In my experience, nvme drives won’t light the disk activity light, only sata drives will. I’ve got just the mainboard, and have an LED plugged into the HDD connector, and have seen it flash during bios post, but other than that nothing. I think you can control it via user space, will be checking that out at some point.
I can only speak for Linux, not Windows but there it is pretty much like that. I found a miniscule difference in idle TDP under “Performance”, compared to “Eco save” mode but it was not more than around 1-2W. The big difference was the higher max power limit when under full load.
I could imagine that for some the Eco mode could be useful, but it is really rather niche. If you want to limit power consumption under load and don’t mind having only roughly half the computational performance, you can with that mode.
In windows the two big things echo mode did was limit how fast the GPU goes (basically it under volts it), turns off all usb when it goes into power saving (makes it fun to wake up devices that use usb mice and keyboards). The rest of it makes a laptop battery last longer, but do little or nothing for a desktop.
The usb was hitting devices charging (like my wireless keyboard and mouse) so they did not charge when the computer was not in use…and then not waking properly. Honestly no one should run balanced mode on desktop in windows. Run a custom power profile or a high power one, because the pc performs better, and has none of the usb issues.
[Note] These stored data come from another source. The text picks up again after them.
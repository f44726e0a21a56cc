//! Constants and runtime configuration for the depth estimator.
//!
//! The constants encode the tuning of the stereo search, the fusion filter
//! and the regularizer. They are grouped by the stage that consumes them;
//! values that genuinely vary per deployment live in [`MappingConfig`].

/// Minimal scene depth tested for stereo. The far end of every search
/// bracket is `1 / MIN_DEPTH` in inverse depth.
pub const MIN_DEPTH: f32 = 0.05;

// ───────────────────────────────────────────────────────────────────────────
// Epipolar-line gates (pre-search well-posedness checks)
// ───────────────────────────────────────────────────────────────────────────

/// Squared minimal epipolar line length in the keyframe image.
pub const MIN_EPL_LENGTH_SQUARED: f32 = 1.0 * 1.0;

/// Squared minimal image gradient projected onto the epipolar direction.
pub const MIN_EPL_GRAD_SQUARED: f32 = 2.0 * 2.0;

/// Squared minimal cosine between the epipolar direction and the gradient.
pub const MIN_EPL_ANGLE_SQUARED: f32 = 0.3 * 0.3;

// ───────────────────────────────────────────────────────────────────────────
// Stereo search
// ───────────────────────────────────────────────────────────────────────────

/// Spacing of the 5 descriptor samples on the reference line, in pixels.
pub const REFERENCE_SAMPLE_DISTANCE: f32 = 1.0;

/// Margin a sample point must keep from the image border.
pub const SAMPLE_POINT_TO_BORDER: i32 = 7;

/// Searched line segments longer than this are cropped at the near end.
pub const MAX_EPL_LENGTH_CROP: f32 = 30.0;

/// Searched line segments shorter than this are padded symmetrically.
pub const MIN_EPL_LENGTH_CROP: f32 = 3.0;

/// Maximal SSD over the 5-sample descriptor for a match to count.
pub const MAX_ERROR_STEREO: f32 = 1300.0;

/// A non-adjacent second minimum closer than this factor to the best one
/// makes the match ambiguous.
pub const MIN_DISTANCE_ERROR_STEREO: f32 = 1.5;

/// Half-width of the search bracket in units of the prior standard
/// deviation: the bracket is `mean ± STEREO_EPL_VAR_FAC · σ`.
pub const STEREO_EPL_VAR_FAC: f32 = 2.0;

/// Guard against division by (near) zero.
pub const DIVISION_EPS: f32 = 1e-10;

// ───────────────────────────────────────────────────────────────────────────
// Variance handling
// ───────────────────────────────────────────────────────────────────────────

/// Prediction-step variance inflation applied before each fusion.
pub const SUCC_VAR_INC_FAC: f32 = 1.01;

/// Variance inflation applied after a failed or inconsistent observation.
pub const FAIL_VAR_INC_FAC: f32 = 1.1;

/// Hypotheses whose variance exceeds this are invalidated.
pub const MAX_VAR: f32 = 0.5 * 0.5;

/// Initial variance for random initialization.
pub const VAR_RANDOM_INIT_INITIAL: f32 = 0.5 * MAX_VAR;

/// Initial variance for ground-truth initialization.
pub const VAR_GT_INIT_INITIAL: f32 = 0.01 * 0.01;

// ───────────────────────────────────────────────────────────────────────────
// Validity and blacklisting
// ───────────────────────────────────────────────────────────────────────────

/// Fixed part of the per-pixel validity ceiling.
pub const VALIDITY_COUNTER_MAX: f32 = 5.0;

/// Gradient-dependent part of the validity ceiling; the full ceiling is
/// `VALIDITY_COUNTER_MAX + grad · VALIDITY_COUNTER_MAX_VARIABLE / 255`.
pub const VALIDITY_COUNTER_MAX_VARIABLE: f32 = 250.0;

/// Validity gained by a successful observation.
pub const VALIDITY_COUNTER_INC: i32 = 5;

/// Validity lost on an ambiguous observation.
pub const VALIDITY_COUNTER_DEC: i32 = 5;

/// Validity assigned to a hypothesis created by direct observation.
pub const VALIDITY_COUNTER_INITIAL_OBSERVE: i32 = 5;

/// Minimal 5×5 validity mass for the regularizer to keep a hypothesis.
pub const VAL_SUM_MIN_FOR_KEEP: i32 = 24;

/// Minimal 6×6 validity mass for the hole filler to seed a new hypothesis.
pub const VAL_SUM_MIN_FOR_CREATE: i32 = 30;

/// Validity mass above which even a blacklisted pixel is re-seeded.
pub const VAL_SUM_MIN_FOR_UNBLACKLIST: i32 = 100;

/// Pixels whose blacklist counter falls below this are never re-created.
pub const MIN_BLACKLIST: i32 = -1;

// ───────────────────────────────────────────────────────────────────────────
// Regularization and propagation
// ───────────────────────────────────────────────────────────────────────────

/// Assumed inverse-depth variance between direct neighbours; scales the
/// distance penalty of the 5×5 smoother.
pub const REG_DIST_VAR: f32 = 0.075 * 0.075;

/// Strictness of the smoother's neighbour-consistency test.
pub const DIFF_FAC_SMOOTHING: f32 = 1.0 * 1.0;

/// Strictness of the observation-consistency test in fusion.
pub const DIFF_FAC_OBSERVE: f32 = 1.0 * 1.0;

/// Strictness of the collision-consistency test in propagation.
pub const DIFF_FAC_PROP_MERGE: f32 = 1.0 * 1.0;

/// Constant part of the photometric propagation gate.
pub const MAX_DIFF_CONSTANT: f32 = 40.0 * 40.0;

/// Gradient-dependent part of the photometric propagation gate.
pub const MAX_DIFF_GRAD_MULT: f32 = 0.5 * 0.5;

/// Pyramid level of the tracking-quality mask (half resolution per level).
pub const TRACKING_QUALITY_LEVEL: usize = 1;

/// Replaces an exact zero by a tiny signed value so later divisions stay
/// finite.
#[inline]
pub fn unzero(value: f32) -> f32 {
    if value < 0.0 {
        value.min(-1e-10)
    } else {
        value.max(1e-10)
    }
}

/// Runtime configuration of the depth estimator.
#[derive(Debug, Clone)]
pub struct MappingConfig {
    /// Refine the SSD minimum to sub-sample precision.
    pub use_subpixel_stereo: bool,

    /// Accept matches whose triangulated inverse depth is negative.
    pub allow_negative_idepths: bool,

    /// Squared intensity noise of the camera, in (gray levels)².
    pub camera_pixel_noise_2: f32,

    /// Minimal max-gradient for a hypothesis to be created.
    pub min_abs_grad_create: f32,

    /// Minimal max-gradient for a hypothesis to survive.
    pub min_abs_grad_decrease: f32,

    /// Rows per parallel work strip.
    pub strip_height: usize,
}

impl Default for MappingConfig {
    fn default() -> Self {
        Self {
            use_subpixel_stereo: true,
            allow_negative_idepths: false,
            camera_pixel_noise_2: 4.0 * 4.0,
            min_abs_grad_create: 5.0,
            min_abs_grad_decrease: 5.0,
            strip_height: 10,
        }
    }
}
//! Semi-dense depth estimation over an active keyframe.
//!
//! [`DepthMap`] owns the per-pixel hypothesis grids and drives the mapping
//! pipeline:
//!
//! - `update`: refine the map from tracked reference frames
//!   (observe → fill holes → regularize → publish),
//! - `promote`: carry the map into a new keyframe
//!   (propagate → regularize with occlusion removal → fill holes →
//!   regularize → re-normalize scale → publish),
//! - `finalize`: last publication plus the re-activation snapshot,
//! - the three initialization paths (random, ground truth, re-activation).
//!
//! Per-pixel sweeps run as parallel row strips; propagation is
//! single-threaded because its writes collide arbitrarily.

mod hypothesis;
mod observe;
mod propagate;
mod regularize;
mod stereo;
mod strips;
mod timing;

pub use hypothesis::PixelHypothesis;
pub use stereo::{StereoMatch, StereoOutcome};
pub use timing::{OpTimer, TimingStats};

use std::sync::Arc;
use std::time::Instant;

use parking_lot::{ArcRwLockReadGuard, RawRwLock};
use rand::Rng;
use tracing::{debug, warn};

use crate::frame::Frame;
use crate::geometry::{CameraModel, Sim3};
use crate::settings::{
    MappingConfig, MIN_BLACKLIST, VAL_SUM_MIN_FOR_KEEP, VAR_GT_INIT_INITIAL,
    VAR_RANDOM_INIT_INITIAL,
};

use observe::ReferenceBatch;

/// Probabilistic inverse-depth map over the active keyframe.
pub struct DepthMap {
    width: usize,
    height: usize,
    camera: CameraModel,
    config: MappingConfig,

    /// The live hypothesis grid.
    current: Vec<PixelHypothesis>,
    /// Write target of regularization and propagation; swapped or copied,
    /// never reallocated.
    scratch: Vec<PixelHypothesis>,
    /// Integral image of validity counters for the hole filler.
    validity_integral: Vec<i32>,

    active_keyframe: Option<Arc<Frame>>,
    /// Scoped read guard keeping the keyframe's buffers alive.
    keyframe_lock: Option<ArcRwLockReadGuard<RawRwLock, ()>>,
    /// Whether the active keyframe was restored from a snapshot rather than
    /// propagated; re-activated maps always observe against the newest
    /// reference.
    reactivated: bool,

    timing: TimingStats,
}

impl DepthMap {
    pub fn new(width: usize, height: usize, camera: CameraModel) -> Self {
        Self::with_config(width, height, camera, MappingConfig::default())
    }

    pub fn with_config(
        width: usize,
        height: usize,
        camera: CameraModel,
        config: MappingConfig,
    ) -> Self {
        Self {
            width,
            height,
            camera,
            config,
            current: vec![PixelHypothesis::invalid(); width * height],
            scratch: vec![PixelHypothesis::invalid(); width * height],
            validity_integral: vec![0; width * height],
            active_keyframe: None,
            keyframe_lock: None,
            reactivated: false,
            timing: TimingStats::new(),
        }
    }

    /// Whether a keyframe is currently active.
    pub fn is_valid(&self) -> bool {
        self.active_keyframe.is_some()
    }

    pub fn active_keyframe(&self) -> Option<&Arc<Frame>> {
        self.active_keyframe.as_ref()
    }

    pub fn width(&self) -> usize {
        self.width
    }

    pub fn height(&self) -> usize {
        self.height
    }

    pub fn camera(&self) -> &CameraModel {
        &self.camera
    }

    /// The live hypothesis grid, row-major.
    pub fn hypotheses(&self) -> &[PixelHypothesis] {
        &self.current
    }

    pub fn hypothesis_at(&self, x: usize, y: usize) -> &PixelHypothesis {
        &self.current[x + y * self.width]
    }

    pub fn timing(&self) -> &TimingStats {
        &self.timing
    }

    /// Invalidate both grids.
    pub fn reset(&mut self) {
        for hypothesis in self.current.iter_mut().chain(self.scratch.iter_mut()) {
            *hypothesis = PixelHypothesis::invalid();
        }
    }

    // ─────────────────────────────────────────────────────────────────────
    // Initialization
    // ─────────────────────────────────────────────────────────────────────

    /// Seed random inverse depths in textured pixels of `keyframe`.
    pub fn init_from_random(&mut self, keyframe: &Arc<Frame>) {
        self.activate(keyframe, false);
        let max_gradients = keyframe.max_gradients();

        let mut rng = rand::thread_rng();
        for y in 1..self.height - 1 {
            for x in 1..self.width - 1 {
                let idx = x + y * self.width;
                if max_gradients[idx] > self.config.min_abs_grad_create {
                    let idepth: f32 = rng.gen_range(0.5..1.5);
                    self.current[idx] = PixelHypothesis::new_smoothed(
                        idepth,
                        idepth,
                        VAR_RANDOM_INIT_INITIAL,
                        VAR_RANDOM_INIT_INITIAL,
                        20,
                    );
                } else {
                    self.current[idx] = PixelHypothesis::invalid();
                }
            }
        }

        keyframe.set_depth(&self.current);
    }

    /// Seed from the frame's externally known inverse depth.
    pub fn init_from_gt(&mut self, keyframe: &Arc<Frame>) {
        let gt = keyframe
            .gt_idepth()
            .expect("ground-truth init on a frame without idepth data");
        assert_eq!(gt.len(), self.width * self.height);

        for (hypothesis, &idepth) in self.current.iter_mut().zip(gt) {
            *hypothesis = if idepth.is_finite() && idepth > 0.0 {
                PixelHypothesis::new_smoothed(
                    idepth,
                    idepth,
                    VAR_GT_INIT_INITIAL,
                    VAR_GT_INIT_INITIAL,
                    20,
                )
            } else {
                PixelHypothesis::invalid()
            };
        }

        self.activate(keyframe, false);
        keyframe.set_depth(&self.current);
    }

    /// Rehydrate the map from a retired keyframe's snapshot.
    pub fn init_from_existing(&mut self, keyframe: &Arc<Frame>) {
        let data = keyframe
            .reactivation_data()
            .expect("re-activation on a frame without stored depth");

        self.activate(keyframe, true);
        keyframe.reset_mapping_stats();

        for i in 0..self.current.len() {
            let variance = data.idepth_var[i];
            if variance > 0.0 {
                self.current[i] =
                    PixelHypothesis::new(data.idepth[i], variance, data.validity[i] as i32);
            } else {
                let mut hypothesis = PixelHypothesis::invalid();
                // a −2 variance marks a pixel that was blacklisted when the
                // snapshot was taken
                if variance == -2.0 {
                    hypothesis.blacklisted = MIN_BLACKLIST - 1;
                }
                self.current[i] = hypothesis;
            }
        }

        self.regularize(false, VAL_SUM_MIN_FOR_KEEP);
    }

    fn activate(&mut self, keyframe: &Arc<Frame>, reactivated: bool) {
        assert_eq!(keyframe.width, self.width);
        assert_eq!(keyframe.height, self.height);
        self.keyframe_lock = Some(keyframe.hold_active());
        self.active_keyframe = Some(Arc::clone(keyframe));
        self.reactivated = reactivated;
    }

    // ─────────────────────────────────────────────────────────────────────
    // Lifecycle operations
    // ─────────────────────────────────────────────────────────────────────

    /// Refine the map with a batch of reference frames tracked on the
    /// active keyframe, ordered by ascending id.
    pub fn update(&mut self, reference_frames: &[Arc<Frame>]) {
        assert!(self.is_valid(), "update without an active keyframe");
        assert!(!reference_frames.is_empty(), "update with no references");
        let started_all = Instant::now();

        let keyframe = Arc::clone(self.active_keyframe.as_ref().unwrap());
        for frame in reference_frames {
            assert!(
                frame.tracking_parent().is_some(),
                "reference frame {} has no tracking parent",
                frame.id
            );
            if frame.tracking_parent() != Some(keyframe.id) {
                warn!(
                    keyframe = keyframe.id,
                    reference = frame.id,
                    tracking_parent = ?frame.tracking_parent(),
                    "updating with a reference tracked on a different frame"
                );
            }
            frame.prepare_for_stereo(&frame.this_to_parent(), &self.camera);
        }
        let batch = ReferenceBatch::new(reference_frames);

        let started = Instant::now();
        self.observe_depth(&batch);
        self.timing.observe.add(started);

        let started = Instant::now();
        self.regularize_fill_holes();
        self.timing.fill_holes.add(started);

        let started = Instant::now();
        self.regularize(false, VAL_SUM_MIN_FOR_KEEP);
        self.timing.regularize.add(started);

        if !keyframe.depth_has_been_updated() {
            let started = Instant::now();
            keyframe.set_depth(&self.current);
            self.timing.set_depth.add(started);
        }

        keyframe.note_mapped_on_this();
        self.timing.update.add(started_all);
    }

    /// Promote `new_keyframe` to active keyframe, carrying the map through
    /// the relative pose and re-normalizing the mean inverse depth to one.
    pub fn promote(&mut self, new_keyframe: &Arc<Frame>) {
        assert!(self.is_valid(), "promote without an active keyframe");
        assert!(
            new_keyframe.tracking_parent().is_some(),
            "promoted keyframe {} has no tracking parent",
            new_keyframe.id
        );
        let _hold = new_keyframe.hold_active();
        let started_all = Instant::now();

        let started = Instant::now();
        self.propagate_depth(new_keyframe);
        self.timing.propagate.add(started);

        self.activate(new_keyframe, false);

        let started = Instant::now();
        self.regularize(true, VAL_SUM_MIN_FOR_KEEP);
        self.timing.regularize.add(started);

        let started = Instant::now();
        self.regularize_fill_holes();
        self.timing.fill_holes.add(started);

        let started = Instant::now();
        self.regularize(false, VAL_SUM_MIN_FOR_KEEP);
        self.timing.regularize.add(started);

        // make the mean inverse depth one
        let mut idepth_sum = 0.0f32;
        let mut num_idepth = 0.0f32;
        for hypothesis in &self.current {
            if hypothesis.is_valid {
                idepth_sum += hypothesis.idepth_smoothed;
                num_idepth += 1.0;
            }
        }
        if num_idepth == 0.0 {
            warn!(
                keyframe = new_keyframe.id,
                "re-normalizing an empty depth map"
            );
        }
        let factor = num_idepth / idepth_sum;
        let factor_sq = factor * factor;
        for hypothesis in &mut self.current {
            if hypothesis.is_valid {
                hypothesis.idepth *= factor;
                hypothesis.idepth_smoothed *= factor;
                hypothesis.idepth_var *= factor_sq;
                hypothesis.idepth_var_smoothed *= factor_sq;
            }
        }

        // fold the inverse factor into the pose so world scale is preserved
        let parent_se3 = new_keyframe.this_to_parent().se3();
        new_keyframe.set_this_to_parent(Sim3::from_se3_with_scale(&parent_se3, factor as f64));

        let started = Instant::now();
        new_keyframe.set_depth(&self.current);
        self.timing.set_depth.add(started);

        self.timing.create.add(started_all);
    }

    /// Final smoothing pass, publication and re-activation snapshot before
    /// the keyframe is retired.
    pub fn finalize(&mut self) {
        assert!(self.is_valid(), "finalize without an active keyframe");
        let started_all = Instant::now();

        let started = Instant::now();
        self.regularize_fill_holes();
        self.timing.fill_holes.add(started);

        let started = Instant::now();
        self.regularize(false, VAL_SUM_MIN_FOR_KEEP);
        self.timing.regularize.add(started);

        let keyframe = Arc::clone(self.active_keyframe.as_ref().unwrap());
        let started = Instant::now();
        keyframe.set_depth(&self.current);
        keyframe.take_reactivation_data(&self.current);
        self.timing.set_depth.add(started);

        debug!(
            keyframe = keyframe.id,
            mean_information = keyframe.mean_information(),
            "finalized keyframe"
        );
        self.timing.finalize.add(started_all);
    }

    /// Release the active keyframe and its scoped lock.
    pub fn invalidate(&mut self) {
        if self.active_keyframe.is_none() {
            return;
        }
        self.active_keyframe = None;
        self.keyframe_lock = None;
    }

    /// Fold and report the per-operation timing EWMAs.
    pub fn add_timing_sample(&mut self) {
        self.timing.add_sample();
    }
}
//! Propagator: forward-warp the depth map into a newly promoted keyframe.
//!
//! Every valid pixel of the old keyframe is lifted to 3D with its smoothed
//! inverse depth, moved through the old → new relative pose, and deposited
//! at the nearest pixel of the new grid. Colliding hypotheses are either
//! merged (when consistent) or arbitrated by occlusion: the nearer surface
//! wins. Runs single-threaded because targets collide arbitrarily.

use nalgebra::{Matrix3, Vector2, Vector3};
use tracing::warn;

use crate::frame::Frame;
use crate::geometry::sampling::interpolate;
use crate::settings::{
    DIFF_FAC_PROP_MERGE, MAX_DIFF_CONSTANT, MAX_DIFF_GRAD_MULT, VALIDITY_COUNTER_MAX,
    VALIDITY_COUNTER_MAX_VARIABLE,
};

use super::hypothesis::PixelHypothesis;
use super::DepthMap;

impl DepthMap {
    /// Warp `current` through the relative pose into `new_keyframe`'s grid
    /// (building it in `scratch`), then swap the grids.
    pub(crate) fn propagate_depth(&mut self, new_keyframe: &Frame) {
        let keyframe = self
            .active_keyframe
            .as_ref()
            .expect("propagate without active keyframe");

        if new_keyframe.tracking_parent() != Some(keyframe.id) {
            warn!(
                old_keyframe = keyframe.id,
                new_keyframe = new_keyframe.id,
                tracking_parent = ?new_keyframe.tracking_parent(),
                "propagating into a keyframe tracked on a different frame"
            );
        }

        for hypothesis in &mut self.scratch {
            *hypothesis = PixelHypothesis::invalid();
        }

        let old_to_new = new_keyframe.this_to_parent().se3().inverse();
        let rotation: Matrix3<f32> = old_to_new.rotation_matrix().cast();
        let translation: Vector3<f32> = old_to_new.translation.cast();

        // the quality mask only applies when the new keyframe was actually
        // tracked on the old one
        let use_mask = new_keyframe.tracking_parent() == Some(keyframe.id)
            && new_keyframe.has_tracking_quality_mask();

        let old_image = keyframe.image();
        let new_image = new_keyframe.image();
        let new_max_gradients = new_keyframe.max_gradients();

        let width = self.width;
        let height = self.height;
        let camera = &self.camera;
        let min_abs_grad = self.config.min_abs_grad_decrease;
        let current = &self.current;
        let scratch = &mut self.scratch;

        for y in 0..height {
            for x in 0..width {
                let source = current[x + y * width];
                if !source.is_valid {
                    continue;
                }

                let point_new = (rotation * camera.unproject(x as f32, y as f32))
                    / source.idepth_smoothed
                    + translation;
                let new_idepth = 1.0 / point_new.z;

                let u_new = point_new.x * new_idepth * camera.fx + camera.cx;
                let v_new = point_new.y * new_idepth * camera.fy + camera.cy;

                // outside the usable interior of the new image: drop
                if !(u_new > 2.1
                    && v_new > 2.1
                    && u_new < width as f32 - 3.1
                    && v_new < height as f32 - 3.1)
                {
                    continue;
                }

                let new_idx =
                    (u_new + 0.5) as usize + ((v_new + 0.5) as usize) * width;
                let dest_abs_grad = new_max_gradients[new_idx];

                if use_mask {
                    let good = new_keyframe.tracking_quality_at(x, y).unwrap_or(true);
                    if !good || dest_abs_grad < min_abs_grad {
                        continue;
                    }
                } else {
                    // no mask: substitute a photometric consistency check
                    let source_color = old_image[x + y * width];
                    let dest_color =
                        interpolate(new_image, &Vector2::new(u_new, v_new), width);
                    let residual = dest_color - source_color;

                    if residual * residual
                        / (MAX_DIFF_CONSTANT
                            + MAX_DIFF_GRAD_MULT * dest_abs_grad * dest_abs_grad)
                        > 1.0
                        || dest_abs_grad < min_abs_grad
                    {
                        continue;
                    }
                }

                let target = &mut scratch[new_idx];

                // nearer points gain variance, farther points lose it
                let ratio = new_idepth / source.idepth_smoothed;
                let idepth_ratio_4 = (ratio * ratio) * (ratio * ratio);
                let new_var = idepth_ratio_4 * source.idepth_var;

                if target.is_valid {
                    let diff = target.idepth - new_idepth;
                    if DIFF_FAC_PROP_MERGE * diff * diff > new_var + target.idepth_var {
                        // occlusion: the nearer surface wins
                        if new_idepth < target.idepth {
                            continue;
                        }
                        target.is_valid = false;
                    }
                }

                if !target.is_valid {
                    *target =
                        PixelHypothesis::new(new_idepth, new_var, source.validity_counter);
                } else {
                    let w = new_var / (target.idepth_var + new_var);
                    let merged_idepth = w * target.idepth + (1.0 - w) * new_idepth;

                    let cap = (VALIDITY_COUNTER_MAX + VALIDITY_COUNTER_MAX_VARIABLE) as i32;
                    let merged_validity =
                        (source.validity_counter + target.validity_counter).min(cap);

                    *target = PixelHypothesis::new(
                        merged_idepth,
                        1.0 / (1.0 / target.idepth_var + 1.0 / new_var),
                        merged_validity,
                    );
                }
            }
        }

        std::mem::swap(&mut self.current, &mut self.scratch);
    }
}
Yes, turning off all USB is nothing you would want on a Desktop system, and possibly even on Laptop as well. I do have the impression that is only a Windows issue though. I did not witness any USB issues on any power setting in Linux, even though I can’t rule out that it does reduce some interface speeds. In Linux the default setting of the Framework Desktop is Balanced. Is that the default setting in Windows as well, or is it Performance there?
The default in windows is “balanced”, and has the usb issue. The work around is spend time in the legacy control panel in windows, and switch to the “performance” power profile or build your own. To build your own, you adds power profile and then set dozens of power options like is the processor allowed to run at 100% and what the min power it can run at.
in most Linux UIs, the power profiles are no where near as aggressive as the “balanced” in windows, but it still a good idea to dig through the options under them. Like do you want your pc going to sleep while you are watching videos?
No noise, but the system gets a lot of spurious power/suspend events on Fedora. Had to disable all power management or it shuts down after ten-fifteen minutes.
Could be that the power switch on my unit is shorted. Or maybe Fedora is just a POS as I have long suspected ![]()
The biggest issue would be that the perforated side panel doesn’t install. The rear portion stops about 1mm above proper seating position, so you have to run it half-open.
From what I observed in the past using the likes of HWMonitor – and I just did it again to confirm, and granted this is with Intel desktop silicon – both the P-core and E-Core (yes, I know this AMD APU doesn’t have that) the CPU clock speed would immediately jump and stay locked at the turbo clock speed as soon as I switch to Performance, float normally when I switch to Balanced, and float more aggressively to the minimum clock speeds and limit the maximum clock speed sans turbo speeds when I switch to Power Saver. And in HWMonitor and HWiNFO and Fan Control I notice a heat soak over time; i.e. higher heat and my exhaust and two CPU cooler fans will run higher the longer I stay in Performance mode.
Yes, may be a different story with this APU, or AMD silicon in general, which I haven’t run for oh I dunno maybe 15 years or 20 or more years. I’ll be very interested to see how AMD behaves. But what you say it’s [typo, meant to type “isn’t”] valid as a blanket statement at least.
Did you ever have any luck with the Cooler Master? It sounds like they’re still working on open-sourcing the controller driver, I’m on Linux & haven’t been able to make any kind of provisional contact with the device.
I haven’t. I’ve been dealing with other priorities so it hasn’t been on my front burner.
I was hoping someone would have found a fix by
I only hit two bumps, my CoolerMaster ARGB fan wasn’t lighting up at so I had to contact support. When I first booted up the computer I also noticed the fan spun a bit and then died on me, I had no idea this is normal behavior under their custom fans. The expansion slots where another issue, I could plug in a USB 2.0 external drive but anything that supported 3.0 did not work. Simply resetting those cables to the mainboard did the trick.
I’m still not able to boot into my BIOS from my DisplayPort connection, not sure what is happening there. Everything worked fine prior to the latest update since I was able to change some BIOS settings while I was messing with the CPU fan and other spare fans.
I had this same thought at some point, and yes I miss the comfort of physically seeing when there is disk activity. I might be just being paranoid, but I’d like to know when my computer is being hacked or running stuff without my permission.